O Relatório Final Simplificado é elaborado com base na coleta de dados, conforme previsto em Protocolos de Investigação de Ocorrências Aeronáuticas da Aviação Civil conduzidas pelo Estado Brasileiro e foi disponibilizado à Anac e ao Departamento de Controle do Espaço Aéreo (Decea) para que as análises técnico-científicas da apuração sejam utilizadas como fonte de dados e informações, com o objetivo de identificar perigos e avaliação de riscos, conforme disposto no Programa Brasileiro para a Segurança Operacional da Aviação Civil (PSO-BR).

Comando de Aviação da PM

O Comando de Aviação da Polícia Militar informou, em nota ao g1, que ainda não foi notificado pelo Centro de Investigação e Prevenção de Acidentes Aeronáuticos do conteúdo do Relatório Final Simplificado da ocorrência aeronáutica de 16 de julho de 2020, em Álvares Machado, e que tomou conhecimento da divulgação através de consulta ao site do próprio órgão da FAB.

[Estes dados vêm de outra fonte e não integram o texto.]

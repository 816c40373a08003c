use std::collections::HashMap;
use std::thread;
use std::time::Duration;

use log::trace;

use crate::display::{
    DisplayDevice, DisplayError, FlipWait, FramebufferId, ModeInfo,
    Resolution,
};
use crate::render::PlaneLayout;

#[derive(Clone, Debug, Eq, PartialEq)]
pub enum DisplayOp {
    AcquireMaster,
    ReleaseMaster,
    AddPlanar(FramebufferId),
    AddLegacy(FramebufferId),
    Destroy(FramebufferId),
    SetCrtc(FramebufferId, Resolution),
    PageFlip(FramebufferId),
}

/// In-memory display controller. Records every operation and can be told to
/// fail specific calls.
#[derive(Debug, Default)]
pub struct VirtualDisplay {
    modes: Vec<ModeInfo>,
    master: bool,
    framebuffers: HashMap<FramebufferId, PlaneLayout>,
    next_framebuffer: u32,
    scanout: Option<Resolution>,
    flip_pending: bool,
    ops: Vec<DisplayOp>,
    flip_timeouts: Vec<Duration>,
    pub fail_planar: bool,
    pub fail_legacy: bool,
    pub fail_page_flip: bool,
    pub fail_modeset: bool,
    pub fail_acquire_master: bool,
    /// Page flips are accepted but their completion event never arrives.
    pub drop_flip_events: bool,
}

impl VirtualDisplay {
    /// `modes` are `(resolution, preferred)` pairs, all at 60Hz.
    pub fn new(modes: Vec<(Resolution, bool)>) -> Self {
        let modes = modes
            .into_iter()
            .enumerate()
            .map(|(index, (resolution, preferred))| ModeInfo {
                index,
                resolution,
                refresh_hz: 60,
                preferred,
            })
            .collect();

        Self {
            modes,
            master: true,
            next_framebuffer: 1,
            ..Self::default()
        }
    }

    pub fn ops(&self) -> &[DisplayOp] {
        &self.ops
    }

    pub fn flip_timeouts(&self) -> &[Duration] {
        &self.flip_timeouts
    }

    pub fn modeset_count(&self) -> usize {
        self.ops
            .iter()
            .filter(|op| matches!(op, DisplayOp::SetCrtc(..)))
            .count()
    }

    pub fn page_flip_count(&self) -> usize {
        self.ops
            .iter()
            .filter(|op| matches!(op, DisplayOp::PageFlip(_)))
            .count()
    }

    pub fn live_framebuffers(&self) -> usize {
        self.framebuffers.len()
    }

    pub fn is_master(&self) -> bool {
        self.master
    }

    fn register(&mut self, layout: &PlaneLayout) -> FramebufferId {
        let id = FramebufferId(self.next_framebuffer);
        self.next_framebuffer += 1;
        self.framebuffers.insert(id, layout.clone());
        id
    }

    /// Size of the buffer behind `framebuffer`, if it is registered.
    pub fn framebuffer_size(
        &self,
        framebuffer: FramebufferId,
    ) -> Option<Resolution> {
        self.framebuffers
            .get(&framebuffer)
            .map(|layout| Resolution::new(layout.width, layout.height))
    }

    /// Resolution programmed by the last successful modeset.
    pub fn scanout_size(&self) -> Option<Resolution> {
        self.scanout
    }

    // A controller refuses to scan out a buffer that does not cover the mode.
    fn require_size(
        &self,
        framebuffer: FramebufferId,
        expected: Resolution,
    ) -> Result<(), String> {
        match self.framebuffer_size(framebuffer) {
            None => Err(format!("unknown {:?}", framebuffer)),
            Some(size) if size != expected => Err(format!(
                "{:?} is {} but the mode is {}",
                framebuffer, size, expected
            )),
            Some(_) => Ok(()),
        }
    }

    fn require_master(&self) -> Result<(), DisplayError> {
        if self.master {
            Ok(())
        } else {
            Err(DisplayError::Master("not master".to_string()))
        }
    }
}

impl DisplayDevice for VirtualDisplay {
    fn modes(&self) -> Result<Vec<ModeInfo>, DisplayError> {
        if self.modes.is_empty() {
            return Err(DisplayError::NoConnector);
        }
        Ok(self.modes.clone())
    }

    fn acquire_master(&mut self) -> Result<(), DisplayError> {
        if self.fail_acquire_master {
            return Err(DisplayError::Master("busy".to_string()));
        }
        self.master = true;
        self.ops.push(DisplayOp::AcquireMaster);
        Ok(())
    }

    fn release_master(&mut self) -> Result<(), DisplayError> {
        self.master = false;
        self.ops.push(DisplayOp::ReleaseMaster);
        Ok(())
    }

    fn add_planar_framebuffer(
        &mut self,
        layout: &PlaneLayout,
    ) -> Result<FramebufferId, DisplayError> {
        if self.fail_planar {
            return Err(DisplayError::Framebuffer(
                "planar registration unsupported".to_string(),
            ));
        }
        let id = self.register(layout);
        self.ops.push(DisplayOp::AddPlanar(id));
        Ok(id)
    }

    fn add_legacy_framebuffer(
        &mut self,
        layout: &PlaneLayout,
    ) -> Result<FramebufferId, DisplayError> {
        if self.fail_legacy {
            return Err(DisplayError::Framebuffer(
                "out of framebuffer memory".to_string(),
            ));
        }
        let id = self.register(layout);
        self.ops.push(DisplayOp::AddLegacy(id));
        Ok(id)
    }

    fn destroy_framebuffer(
        &mut self,
        framebuffer: FramebufferId,
    ) -> Result<(), DisplayError> {
        self.framebuffers.remove(&framebuffer).ok_or_else(|| {
            DisplayError::Framebuffer(format!("unknown {:?}", framebuffer))
        })?;
        self.ops.push(DisplayOp::Destroy(framebuffer));
        Ok(())
    }

    fn set_crtc(
        &mut self,
        framebuffer: FramebufferId,
        mode: &ModeInfo,
    ) -> Result<(), DisplayError> {
        self.require_master()?;
        if self.fail_modeset {
            return Err(DisplayError::Modeset("rejected".to_string()));
        }
        if !self.modes.iter().any(|m| m.index == mode.index) {
            return Err(DisplayError::UnknownMode(mode.index));
        }
        self.require_size(framebuffer, mode.resolution)
            .map_err(DisplayError::Modeset)?;
        self.scanout = Some(mode.resolution);
        self.ops.push(DisplayOp::SetCrtc(framebuffer, mode.resolution));
        self.flip_pending = false;
        Ok(())
    }

    fn page_flip(
        &mut self,
        framebuffer: FramebufferId,
    ) -> Result<(), DisplayError> {
        self.require_master()?;
        if self.fail_page_flip {
            return Err(DisplayError::PageFlip("device busy".to_string()));
        }
        let Some(scanout) = self.scanout else {
            return Err(DisplayError::PageFlip("crtc not enabled".to_string()));
        };
        self.require_size(framebuffer, scanout)
            .map_err(DisplayError::PageFlip)?;
        self.ops.push(DisplayOp::PageFlip(framebuffer));
        self.flip_pending = true;
        Ok(())
    }

    fn wait_for_flip(
        &mut self,
        timeout: Duration,
    ) -> Result<FlipWait, DisplayError> {
        self.flip_timeouts.push(timeout);

        if self.drop_flip_events || !self.flip_pending {
            // Nothing will ever wake the wait.
            thread::sleep(timeout);
            trace!("virtual flip wait timed out after {:?}", timeout);
            return Ok(FlipWait::TimedOut);
        }

        self.flip_pending = false;
        Ok(FlipWait::Completed)
    }
}
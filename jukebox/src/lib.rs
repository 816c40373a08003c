pub mod backend;
pub mod config;
pub mod core;
pub mod display;
pub mod playback;
pub mod prelude;
pub mod render;
pub mod runtime;

pub use runtime::app::{Collaborators, Runtime};
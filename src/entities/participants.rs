use chrono::{DateTime, Utc};
use sea_orm::entity::prelude::*;
use serde::{Deserialize, Serialize};

/// Raffle participant entity
/// Notes:
/// - name is unique across the table (exact match); inserts rely on the
///   unique index for conflict detection
/// - active = true means eligible to win; flips to false exactly when the
///   participant wins a prize, and back to true only on a full reset
#[derive(Clone, Debug, PartialEq, DeriveEntityModel, Eq, Serialize, Deserialize)]
#[sea_orm(table_name = "participants")]
pub struct Model {
    #[sea_orm(primary_key)]
    pub id: i64,
    /// Display name (unique)
    pub name: String,
    /// Eligible for the next draw
    pub active: bool,
    pub created_at: Option<DateTime<Utc>>,
}

#[derive(Copy, Clone, Debug, EnumIter, DeriveRelation)]
pub enum Relation {}

impl ActiveModelBehavior for ActiveModel {}
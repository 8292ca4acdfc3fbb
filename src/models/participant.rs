use chrono::{DateTime, Utc};
use serde::{Deserialize, Serialize};
use utoipa::ToSchema;

use crate::entities::participant_entity as participants;

#[derive(Debug, Clone, Deserialize, Serialize, ToSchema)]
pub struct CreateParticipantRequest {
    /// Display name; trimmed before insert, must be non-blank and unique
    pub name: String,
}

/// Bulk insert payload; blank entries are skipped, duplicates conflict-skip
#[derive(Debug, Clone, Deserialize, Serialize, ToSchema)]
pub struct BulkAddParticipantsRequest {
    pub names: Vec<String>,
}

#[derive(Debug, Clone, Serialize, ToSchema)]
pub struct BulkAddParticipantsResponse {
    /// Names actually inserted (new ones only)
    pub inserted: u64,
}

#[derive(Debug, Clone, Serialize, ToSchema)]
pub struct ParticipantResponse {
    pub id: i64,
    pub name: String,
    /// Eligible for the next draw
    pub active: bool,
    pub created_at: Option<DateTime<Utc>>,
}

impl From<participants::Model> for ParticipantResponse {
    fn from(m: participants::Model) -> Self {
        ParticipantResponse {
            id: m.id,
            name: m.name,
            active: m.active,
            created_at: m.created_at,
        }
    }
}
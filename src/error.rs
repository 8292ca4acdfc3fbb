use actix_web::{HttpResponse, ResponseError};
use serde_json::json;
use thiserror::Error;

pub type AppResult<T> = Result<T, AppError>;

#[derive(Error, Debug)]
pub enum AppError {
    #[error("Database error: {0}")]
    DatabaseError(#[from] sea_orm::DbErr),

    #[error("Validation error: {0}")]
    ValidationError(String),

    #[error("Conflict: {0}")]
    Conflict(String),

    #[error("Not found: {0}")]
    NotFound(String),

    #[error("Invalid prize: {0}")]
    InvalidPrize(String),

    #[error("No eligible participants")]
    NoEligibleParticipants,

    #[error("Config error: {0}")]
    ConfigError(String),

    #[error("Internal server error: {0}")]
    InternalError(String),

    #[error("I/O error: {0}")]
    IoError(#[from] std::io::Error),
}

impl ResponseError for AppError {
    fn error_response(&self) -> HttpResponse {
        let (status_code, error_code, message) = match self {
            AppError::ValidationError(msg) => {
                log::warn!("Validation error: {msg}");
                (
                    actix_web::http::StatusCode::BAD_REQUEST,
                    "VALIDATION_ERROR",
                    msg.clone(),
                )
            }
            AppError::Conflict(msg) => {
                log::warn!("Conflict: {msg}");
                (
                    actix_web::http::StatusCode::CONFLICT,
                    "CONFLICT",
                    msg.clone(),
                )
            }
            AppError::NotFound(msg) => (
                actix_web::http::StatusCode::NOT_FOUND,
                "NOT_FOUND",
                msg.clone(),
            ),
            AppError::InvalidPrize(msg) => {
                log::warn!("Invalid prize: {msg}");
                (
                    actix_web::http::StatusCode::BAD_REQUEST,
                    "INVALID_PRIZE",
                    msg.clone(),
                )
            }
            AppError::NoEligibleParticipants => {
                log::warn!("Draw requested with no eligible participants");
                (
                    actix_web::http::StatusCode::BAD_REQUEST,
                    "NO_ELIGIBLE_PARTICIPANTS",
                    "No eligible participants available".to_string(),
                )
            }
            AppError::DatabaseError(err) => {
                log::error!("Database error: {err}");
                (
                    actix_web::http::StatusCode::INTERNAL_SERVER_ERROR,
                    "DATABASE_ERROR",
                    "Database error".to_string(),
                )
            }
            _ => {
                log::error!("Internal error: {self}");
                (
                    actix_web::http::StatusCode::INTERNAL_SERVER_ERROR,
                    "INTERNAL_ERROR",
                    "Internal server error".to_string(),
                )
            }
        };

        HttpResponse::build(status_code).json(json!({
            "success": false,
            "error": {
                "code": error_code,
                "message": message
            }
        }))
    }
}
pub mod common;
pub mod participant;
pub mod prize;
pub mod raffle;

pub use common::*;
pub use participant::*;
pub use prize::*;
pub use raffle::*;
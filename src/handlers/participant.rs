use crate::models::*;
use crate::services::ParticipantService;
use actix_web::{HttpResponse, ResponseError, Result, web};
use serde_json::json;

#[utoipa::path(
    get,
    path = "/participantes",
    tag = "participants",
    responses(
        (status = 200, description = "Active participants", body = [ParticipantResponse])
    )
)]
/// List participants still eligible to win
pub async fn list_participants(service: web::Data<ParticipantService>) -> Result<HttpResponse> {
    match service.list_active().await {
        Ok(list) => Ok(HttpResponse::Ok().json(json!({ "success": true, "data": list }))),
        Err(e) => Ok(e.error_response()),
    }
}

#[utoipa::path(
    post,
    path = "/participantes",
    tag = "participants",
    request_body = CreateParticipantRequest,
    responses(
        (status = 200, description = "Participant created", body = ParticipantResponse),
        (status = 400, description = "Missing or blank name"),
        (status = 409, description = "Name already exists")
    )
)]
/// Add a single participant (name trimmed, must be unique)
pub async fn add_participant(
    service: web::Data<ParticipantService>,
    request: web::Json<CreateParticipantRequest>,
) -> Result<HttpResponse> {
    match service.add(request.into_inner()).await {
        Ok(participant) => {
            Ok(HttpResponse::Ok().json(json!({ "success": true, "data": participant })))
        }
        Err(e) => Ok(e.error_response()),
    }
}

#[utoipa::path(
    post,
    path = "/participantes/bulk",
    tag = "participants",
    request_body = BulkAddParticipantsRequest,
    responses(
        (status = 200, description = "Batch applied", body = BulkAddParticipantsResponse)
    )
)]
/// Bulk add participants; duplicates and blank entries are skipped, the rest
/// of the batch still applies
pub async fn bulk_add_participants(
    service: web::Data<ParticipantService>,
    request: web::Json<BulkAddParticipantsRequest>,
) -> Result<HttpResponse> {
    match service.add_bulk(request.into_inner()).await {
        Ok(inserted) => Ok(HttpResponse::Ok().json(json!({
            "success": true,
            "data": BulkAddParticipantsResponse { inserted }
        }))),
        Err(e) => Ok(e.error_response()),
    }
}

#[utoipa::path(
    delete,
    path = "/participantes",
    tag = "participants",
    responses(
        (status = 200, description = "All participants and their win records removed", body = MessageResponse)
    )
)]
/// Delete every participant (win records removed first)
pub async fn clear_participants(service: web::Data<ParticipantService>) -> Result<HttpResponse> {
    match service.clear().await {
        Ok(()) => Ok(HttpResponse::Ok().json(json!({
            "success": true,
            "data": MessageResponse::new("All participants deleted")
        }))),
        Err(e) => Ok(e.error_response()),
    }
}

#[utoipa::path(
    delete,
    path = "/participantes/{id}",
    tag = "participants",
    params(
        ("id" = i64, Path, description = "Participant id")
    ),
    responses(
        (status = 200, description = "Participant and their win records removed", body = MessageResponse)
    )
)]
/// Delete one participant; unknown ids succeed silently
pub async fn delete_participant(
    service: web::Data<ParticipantService>,
    path: web::Path<i64>,
) -> Result<HttpResponse> {
    match service.delete(path.into_inner()).await {
        Ok(()) => Ok(HttpResponse::Ok().json(json!({
            "success": true,
            "data": MessageResponse::new("Participant deleted")
        }))),
        Err(e) => Ok(e.error_response()),
    }
}

/// Route wiring
pub fn participant_config(cfg: &mut web::ServiceConfig) {
    cfg.service(
        web::scope("/participantes")
            .route("", web::get().to(list_participants))
            .route("", web::post().to(add_participant))
            .route("/bulk", web::post().to(bulk_add_participants))
            .route("", web::delete().to(clear_participants))
            .route("/{id}", web::delete().to(delete_participant)),
    );
}
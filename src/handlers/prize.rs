use crate::external::ImageStore;
use crate::models::*;
use crate::services::PrizeService;
use actix_web::http::header;
use actix_web::{HttpRequest, HttpResponse, ResponseError, Result, web};
use serde_json::json;

#[utoipa::path(
    get,
    path = "/premios",
    tag = "prizes",
    responses(
        (status = 200, description = "All prizes, available first", body = [PrizeResponse])
    )
)]
/// List every prize, available ones first
pub async fn list_prizes(service: web::Data<PrizeService>) -> Result<HttpResponse> {
    match service.list_all().await {
        Ok(list) => Ok(HttpResponse::Ok().json(json!({ "success": true, "data": list }))),
        Err(e) => Ok(e.error_response()),
    }
}

#[utoipa::path(
    get,
    path = "/premios/disponibles",
    tag = "prizes",
    responses(
        (status = 200, description = "Prizes still up for drawing", body = [PrizeResponse])
    )
)]
/// List prizes that have not been drawn yet
pub async fn list_available_prizes(service: web::Data<PrizeService>) -> Result<HttpResponse> {
    match service.list_available().await {
        Ok(list) => Ok(HttpResponse::Ok().json(json!({ "success": true, "data": list }))),
        Err(e) => Ok(e.error_response()),
    }
}

#[utoipa::path(
    post,
    path = "/premios",
    tag = "prizes",
    request_body = CreatePrizeRequest,
    responses(
        (status = 200, description = "Prize created", body = PrizeResponse),
        (status = 400, description = "Missing or blank prize name")
    )
)]
/// Add a prize. To attach a picture, upload it first and pass the returned
/// reference in `image`.
pub async fn add_prize(
    service: web::Data<PrizeService>,
    request: web::Json<CreatePrizeRequest>,
) -> Result<HttpResponse> {
    match service.add(request.into_inner()).await {
        Ok(prize) => Ok(HttpResponse::Ok().json(json!({ "success": true, "data": prize }))),
        Err(e) => Ok(e.error_response()),
    }
}

#[utoipa::path(
    post,
    path = "/premios/imagen",
    tag = "prizes",
    request_body(content = Vec<u8>, description = "Raw image bytes", content_type = "image/*"),
    responses(
        (status = 200, description = "Image stored", body = UploadImageResponse),
        (status = 400, description = "Empty, oversize or non-image payload")
    )
)]
/// Upload a prize image. The body is the raw blob; the Content-Type header
/// decides acceptance. Returns the stable reference path to store on a prize.
pub async fn upload_prize_image(
    store: web::Data<ImageStore>,
    request: HttpRequest,
    body: web::Bytes,
) -> Result<HttpResponse> {
    let content_type = request
        .headers()
        .get(header::CONTENT_TYPE)
        .and_then(|v| v.to_str().ok())
        .map(|v| v.split(';').next().unwrap_or(v).trim());

    match store.store(&body, content_type).await {
        Ok(image) => Ok(HttpResponse::Ok().json(json!({
            "success": true,
            "data": UploadImageResponse { image }
        }))),
        Err(e) => Ok(e.error_response()),
    }
}

#[utoipa::path(
    delete,
    path = "/premios",
    tag = "prizes",
    responses(
        (status = 200, description = "All prizes and their win records removed", body = MessageResponse)
    )
)]
/// Delete every prize (win records removed first)
pub async fn clear_prizes(service: web::Data<PrizeService>) -> Result<HttpResponse> {
    match service.clear().await {
        Ok(()) => Ok(HttpResponse::Ok().json(json!({
            "success": true,
            "data": MessageResponse::new("All prizes deleted")
        }))),
        Err(e) => Ok(e.error_response()),
    }
}

#[utoipa::path(
    delete,
    path = "/premios/{id}",
    tag = "prizes",
    params(
        ("id" = i64, Path, description = "Prize id")
    ),
    responses(
        (status = 200, description = "Prize and its win records removed", body = MessageResponse)
    )
)]
/// Delete one prize; unknown ids succeed silently
pub async fn delete_prize(
    service: web::Data<PrizeService>,
    path: web::Path<i64>,
) -> Result<HttpResponse> {
    match service.delete(path.into_inner()).await {
        Ok(()) => Ok(HttpResponse::Ok().json(json!({
            "success": true,
            "data": MessageResponse::new("Prize deleted")
        }))),
        Err(e) => Ok(e.error_response()),
    }
}

/// Route wiring
pub fn prize_config(cfg: &mut web::ServiceConfig) {
    cfg.service(
        web::scope("/premios")
            .route("", web::get().to(list_prizes))
            .route("/disponibles", web::get().to(list_available_prizes))
            .route("", web::post().to(add_prize))
            .route("/imagen", web::post().to(upload_prize_image))
            .route("", web::delete().to(clear_prizes))
            .route("/{id}", web::delete().to(delete_prize)),
    );
}
use actix_web::{App, HttpServer, middleware::Logger, web};
use chrono::Local; // timestamp in log lines
use env_logger::{Env, Target};
use std::io::Write; // for env_logger custom formatter

use rifa_backend::{
    config::Config,
    database::{create_pool, run_migrations},
    external::ImageStore,
    handlers,
    middlewares::create_cors,
    services::{ParticipantService, PrizeService, RaffleService},
    swagger::swagger_config,
};

#[actix_web::main]
async fn main() -> std::io::Result<()> {
    env_logger::Builder::from_env(Env::default().default_filter_or("info"))
        .format(|buf, record| {
            let ts = Local::now().format("%Y-%m-%dT%H:%M:%S%.3f%:z");
            let level = record.level().as_str().to_ascii_lowercase();
            let msg_json = serde_json::to_string(&format!("{}", record.args()))
                .unwrap_or_else(|_| "\"<invalid utf8>\"".to_string());
            writeln!(
                buf,
                "{{\"timestamp\":\"{}\",\"level\":\"{}\",\"message\":{},\"target\":\"{}\"}}",
                ts,
                level,
                msg_json,
                record.target(),
            )
        })
        .target(Target::Stdout)
        .init();

    let config = Config::from_toml().expect("Failed to load configuration file");

    let pool = create_pool(&config.database)
        .await
        .expect("Failed to create database connection pool");

    run_migrations(&pool)
        .await
        .expect("Failed to run database migrations");

    let image_store = ImageStore::new(&config.uploads);
    image_store
        .ensure_dir()
        .expect("Failed to create uploads directory");

    let participant_service = ParticipantService::new(pool.clone());
    let prize_service = PrizeService::new(pool.clone());
    let raffle_service = RaffleService::new(pool.clone());

    let uploads_dir = config.uploads.dir.clone();
    let max_payload = config.uploads.max_bytes;

    log::info!(
        "Starting HTTP server at {}:{}",
        config.server.host,
        config.server.port
    );

    HttpServer::new(move || {
        App::new()
            .wrap(Logger::default())
            .wrap(create_cors())
            .app_data(web::PayloadConfig::new(max_payload))
            .app_data(web::Data::new(participant_service.clone()))
            .app_data(web::Data::new(prize_service.clone()))
            .app_data(web::Data::new(raffle_service.clone()))
            .app_data(web::Data::new(image_store.clone()))
            .configure(swagger_config)
            .service(actix_files::Files::new("/uploads", uploads_dir.clone()))
            .service(
                web::scope("/api")
                    .configure(handlers::participant_config)
                    .configure(handlers::prize_config)
                    .configure(handlers::raffle_config),
            )
    })
    .bind((config.server.host.as_str(), config.server.port))?
    .run()
    .await
}
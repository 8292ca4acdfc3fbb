use serde::{Deserialize, Serialize};
use std::env;

#[derive(Debug, Clone, Serialize, Deserialize)]
pub struct Config {
    #[serde(default)]
    pub server: ServerConfig,
    #[serde(default)]
    pub database: DatabaseConfig,
    #[serde(default)]
    pub uploads: UploadsConfig,
}

#[derive(Debug, Clone, Serialize, Deserialize)]
pub struct ServerConfig {
    pub host: String,
    pub port: u16,
}

#[derive(Debug, Clone, Serialize, Deserialize)]
pub struct DatabaseConfig {
    pub url: String,
    pub max_connections: u32,
}

#[derive(Debug, Clone, Serialize, Deserialize)]
pub struct UploadsConfig {
    /// Directory the image store writes into
    pub dir: String,
    /// Upload size ceiling in bytes
    pub max_bytes: usize,
}

impl Default for ServerConfig {
    fn default() -> Self {
        Self {
            host: "0.0.0.0".to_string(),
            port: 3001,
        }
    }
}

impl Default for DatabaseConfig {
    fn default() -> Self {
        Self {
            // mode=rwc creates the file on first boot
            url: "sqlite://rifa.db?mode=rwc".to_string(),
            max_connections: 10,
        }
    }
}

impl Default for UploadsConfig {
    fn default() -> Self {
        Self {
            dir: "public/uploads".to_string(),
            max_bytes: 5 * 1024 * 1024,
        }
    }
}

impl Default for Config {
    fn default() -> Self {
        Self {
            server: ServerConfig::default(),
            database: DatabaseConfig::default(),
            uploads: UploadsConfig::default(),
        }
    }
}

impl Config {
    /// Load from CONFIG_PATH (default config.toml); a missing file is fine and
    /// falls back to defaults. Environment variables override either way.
    pub fn from_toml() -> Result<Self, Box<dyn std::error::Error>> {
        let config_path = env::var("CONFIG_PATH").unwrap_or_else(|_| "config.toml".to_string());
        use std::io::ErrorKind;

        let mut config: Config = match std::fs::read_to_string(&config_path) {
            Ok(config_str) => {
                toml::from_str(&config_str).map_err(|e| format!("Failed to parse {config_path}: {e}"))?
            }
            Err(e) if e.kind() == ErrorKind::NotFound => Config::default(),
            Err(e) => {
                return Err(format!("Failed to read {config_path}: {e}").into());
            }
        };

        if let Ok(v) = env::var("SERVER_HOST") {
            config.server.host = v;
        }
        if let Ok(v) = env::var("SERVER_PORT")
            && let Ok(p) = v.parse()
        {
            config.server.port = p;
        }
        if let Ok(v) = env::var("DATABASE_URL") {
            config.database.url = v;
        }
        if let Ok(v) = env::var("DB_MAX_CONNECTIONS")
            && let Ok(mc) = v.parse()
        {
            config.database.max_connections = mc;
        }
        if let Ok(v) = env::var("UPLOADS_DIR") {
            config.uploads.dir = v;
        }
        if let Ok(v) = env::var("UPLOADS_MAX_BYTES")
            && let Ok(n) = v.parse()
        {
            config.uploads.max_bytes = n;
        }

        Ok(config)
    }
}

#[cfg(test)]
mod tests {
    use super::*;

    #[test]
    fn test_defaults() {
        let config = Config::default();
        assert_eq!(config.server.port, 3001);
        assert_eq!(config.database.max_connections, 10);
        assert_eq!(config.uploads.max_bytes, 5 * 1024 * 1024);
        assert_eq!(config.uploads.dir, "public/uploads");
    }
}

Veja abaixo o posicionamento na íntegra:

“O Comando de Aviação da Polícia Militar (CAvPM) até a presente data não foi notificado pelo Centro de Investigação e Prevenção de Acidentes Aeronáuticos (CENIPA) do conteúdo do Relatório Final Simplificado da ocorrência aeronáutica de 16 de julho de 2020 com a aeronave pertencente a Polícia Militar e tomou conhecimento da divulgação através de consulta ao site do CENIPA.

O único objetivo das investigações realizadas pelo Sistema de Investigação e Prevenção de Acidentes Aeronáuticos (SIPAER) é a prevenção de futuros acidentes aeronáuticos. De acordo com o Anexo 13 à Convenção sobre Aviação Civil Internacional (Convenção de Chicago) de 1944, da qual o Brasil é país signatário, não é propósito deste tipo de investigação determinar culpa ou responsabilidade. Neste sentido, o CAvPM suspendeu o Procedimento de Desembarque de Tropas em Estabelecimento Prisional, até a conclusão da investigação e divulgação dos fatores contribuintes e recomendações de segurança. Após conhecimento do Relatório, novas avaliações serão realizadas para a reativação deste tipo de procedimento com ações de mitigação do risco.

Quanto ao âmbito penal militar, o inquérito Policial Militar (IPM) conduzido por este Comando de Aviação foi concluído e encaminhado à Justiça Militar em 30 de novembro de 2020.

Cumpre informar que o Comando de Aviação mantém uma política de busca da excelência em qualidade e segurança nas operações. Desta forma mantém atualizadas todas as técnicas, normas e procedimentos relativos à Segurança de Voo determinados pelos Manuais Técnicos dos Fabricantes, Órgãos Homologadores e Órgãos Reguladores, aplicando periodicamente um Programa de Treinamento em suas Tripulações Operacionais.

A unidade possui 38 anos de existência e já voou mais de 165.000 horas, cumprindo 360.429 missões e tendo salvo 19.164 vítimas em diversas ocorrências de alta complexidade, mantendo o lema de ‘Voar para servir’.

Comando de Aviação da Polícia Militar”.